Monday, August 27, 2012

Football (Eredivisie) goals

The football season has started in Netherlands, so I went and had a look at last year's scores. I did not find downloadable data, at I could copy last season's data and paste into a spreadsheet. The default layout did not look good to me for statistical analysis (first lines shown below), so first part is reformatting to get how many goals a club did against another. This means that each game becomes two lines and an indicator variable is used for who was playing at home.

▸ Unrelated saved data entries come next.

//! In-memory stand-ins for the remote seams, used by unit tests.

use crate::embeddings::Embedder;
use crate::llm::{ChatMessage, ChatModel};
use async_trait::async_trait;
use parking_lot::Mutex;
use repolens_github::{
    CommitSummary, ContentEntry, Contributor, EntryKind, IssueState, IssueSummary, RepoMetadata,
    RepositoryIdentity, RepositorySource,
};
use repolens_remote::RemoteError;
use std::collections::{BTreeMap, HashMap};
use std::sync::atomic::{AtomicUsize, Ordering};

/// A repository held in memory. Unknown directories list as empty.
#[derive(Default)]
pub(crate) struct FakeSource {
    dirs: HashMap<String, Vec<ContentEntry>>,
    files: HashMap<String, String>,
    metadata: Option<RepoMetadata>,
    listings: AtomicUsize,
}

impl FakeSource {
    pub(crate) fn new() -> Self {
        Self::default()
    }

    /// `entries` are `(name, "file" | "dir")` pairs under `dir` (`""` for the root).
    pub(crate) fn with_dir(mut self, dir: &str, entries: &[(&str, &str)]) -> Self {
        let listing = entries
            .iter()
            .map(|(name, kind)| ContentEntry {
                name: (*name).to_string(),
                path: if dir.is_empty() {
                    (*name).to_string()
                } else {
                    format!("{dir}/{name}")
                },
                kind: match *kind {
                    "dir" => Some(EntryKind::Dir),
                    "file" => Some(EntryKind::File),
                    _ => None,
                },
                size: 0,
            })
            .collect();
        self.dirs.insert(dir.to_string(), listing);
        self
    }

    pub(crate) fn with_file(mut self, path: &str, text: &str) -> Self {
        self.files.insert(path.to_string(), text.to_string());
        self
    }

    pub(crate) fn with_metadata(mut self, metadata: RepoMetadata) -> Self {
        self.metadata = Some(metadata);
        self
    }

    pub(crate) fn listings(&self) -> usize {
        self.listings.load(Ordering::SeqCst)
    }
}

#[async_trait]
impl RepositorySource for FakeSource {
    async fn repo_info(&self, repo: &RepositoryIdentity) -> Result<RepoMetadata, RemoteError> {
        self.metadata.clone().ok_or_else(|| RemoteError::NotFound {
            service: "GitHub".into(),
            resource: repo.full_name(),
        })
    }

    async fn languages(&self, _repo: &RepositoryIdentity) -> BTreeMap<String, u64> {
        BTreeMap::new()
    }

    async fn readme(&self, _repo: &RepositoryIdentity) -> Option<String> {
        None
    }

    async fn commits(&self, _repo: &RepositoryIdentity, _per_page: u32) -> Vec<CommitSummary> {
        Vec::new()
    }

    async fn issues(
        &self,
        _repo: &RepositoryIdentity,
        _state: IssueState,
        _per_page: u32,
    ) -> Vec<IssueSummary> {
        Vec::new()
    }

    async fn contributors(&self, _repo: &RepositoryIdentity, _per_page: u32) -> Vec<Contributor> {
        Vec::new()
    }

    async fn contents(&self, _repo: &RepositoryIdentity, path: &str) -> Vec<ContentEntry> {
        self.listings.fetch_add(1, Ordering::SeqCst);
        self.dirs.get(path).cloned().unwrap_or_default()
    }

    async fn file_content(&self, _repo: &RepositoryIdentity, path: &str) -> Option<String> {
        self.files.get(path).cloned()
    }
}

/// Embeds by exact input text; unknown inputs get the default vector.
#[derive(Default)]
pub(crate) struct FakeEmbedder {
    vectors: HashMap<String, Vec<f32>>,
    default: Option<Vec<f32>>,
    fail: bool,
    calls: AtomicUsize,
}

impl FakeEmbedder {
    pub(crate) fn new() -> Self {
        Self {
            default: Some(vec![1.0, 0.0, 0.0]),
            ..Self::default()
        }
    }

    pub(crate) fn failing() -> Self {
        Self {
            fail: true,
            ..Self::default()
        }
    }

    pub(crate) fn with_vector(mut self, input: &str, vector: Vec<f32>) -> Self {
        self.vectors.insert(input.to_string(), vector);
        self
    }

    pub(crate) fn with_default(mut self, vector: Vec<f32>) -> Self {
        self.default = Some(vector);
        self
    }

    pub(crate) fn calls(&self) -> usize {
        self.calls.load(Ordering::SeqCst)
    }
}

#[async_trait]
impl Embedder for FakeEmbedder {
    async fn embed(&self, text: &str) -> Result<Vec<f32>, RemoteError> {
        self.calls.fetch_add(1, Ordering::SeqCst);
        if self.fail {
            return Err(RemoteError::Status {
                service: "Embeddings".into(),
                status: 500,
                body: "unavailable".into(),
            });
        }
        self.vectors
            .get(text)
            .or(self.default.as_ref())
            .cloned()
            .ok_or_else(|| RemoteError::Decode {
                service: "Embeddings".into(),
                message: "no vector".into(),
            })
    }
}

/// Replies with a fixed answer and records every conversation.
pub(crate) struct FakeChat {
    reply: Result<String, Box<dyn Fn() -> RemoteError + Send + Sync>>,
    seen: Mutex<Vec<Vec<ChatMessage>>>,
}

impl FakeChat {
    pub(crate) fn replying(reply: &str) -> Self {
        Self {
            reply: Ok(reply.to_string()),
            seen: Mutex::new(Vec::new()),
        }
    }

    /// Fails every call with the given HTTP status.
    pub(crate) fn failing(status: u16) -> Self {
        Self {
            reply: Err(Box::new(move || RemoteError::Status {
                service: "LLM".into(),
                status,
                body: "failure".into(),
            })),
            seen: Mutex::new(Vec::new()),
        }
    }

    /// Answers every call with a 2xx body that is not a chat completion.
    pub(crate) fn undecodable() -> Self {
        Self {
            reply: Err(Box::new(|| RemoteError::Decode {
                service: "LLM".into(),
                message: "expected value at line 1 column 1".into(),
            })),
            seen: Mutex::new(Vec::new()),
        }
    }

    pub(crate) fn calls(&self) -> usize {
        self.seen.lock().len()
    }

    pub(crate) fn last_prompt(&self) -> Option<String> {
        self.seen
            .lock()
            .last()
            .and_then(|m| m.last())
            .map(|m| m.content.clone())
    }
}

#[async_trait]
impl ChatModel for FakeChat {
    fn model(&self) -> &str {
        "fake-model"
    }

    async fn complete(&self, messages: &[ChatMessage]) -> Result<String, RemoteError> {
        self.seen.lock().push(messages.to_vec());
        match &self.reply {
            Ok(text) => Ok(text.clone()),
            Err(error) => Err(error()),
        }
    }
}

Datum Thuisclub (home) Uitclub (away) Thuisscore Uitscore
2011-08-05 Excelsior Feyenoord 0 2
2011-08-06 RKC Waalwijk Heracles Almelo 2 2
2011-08-06 Roda JC FC Groningen 2 1

# read data
old <- read.csv('seizoen1112.csv',stringsAsFactors=FALSE)
# reformat lengthwise
StartData <- with(old,data.frame(
OffenseClub = c(Thuisclub,Uitclub),
DefenseClub = c(Uitclub,Thuisclub),
Goals = c(Thuisscore,Uitscore),
OffThuis = rep(c(1,0),each=length(Datum))
#remove space as first character in names
levels(StartData$OffenseClub) <- sub('^ ','',levels(StartData$OffenseClub))
levels(StartData$DefenseClub) <- sub('^ ','',levels(StartData$DefenseClub))
# check clubs have same name and ordening in both factors.

Distribution of goals

To get to know the data the distribution of goals is most interesting:
xt <- xtabs(~Goals ,data=StartData)
The first question is; is this approximately Poisson distributed? MASS has some functions.
(fd <- fitdistr(StartData$Goals, densfun="Poisson"))
plot(xt,ylim=c(0,200),ylab='Frequency of goals')
It is also possible to do the same calculations with the fitdistrplus package and get some extra information. Two different algorithms give essentially the same information.
(fd2 <- fitdist(StartData$Goals, distr='pois',method='mle'))
Fitting of the distribution ' pois ' by maximum likelihood 

       estimate Std. Error
lambda 1.629085 0.05159362

fitdist(StartData$Goals, distr='pois',method='mme')
Fitting of the distribution ' pois ' by matching moments 
lambda 1.629085
This is nice. I get the same information as my own plot, but also a CDF and have to do less. If only I knew all packages in R, I would not have to program anything. But there are more extra's in fitdistrplus. Goodness of fit and bootstrap confidence interval.
Chi-squared statistic:  18.46365 
Degree of freedom of the Chi-squared distribution:  4 
Chi-squared p-value:  0.001001433 
bd <- bootdist(fd2)
Parametric bootstrap medians and 95% percentile CI 
  Median     2.5%    97.5% 
1.627451 1.527803 1.728736 
Finally, if desired the same can be done the Bayesian way via Jags
calcData <- with(StartData,list(N=length(Goals),Goals=Goals))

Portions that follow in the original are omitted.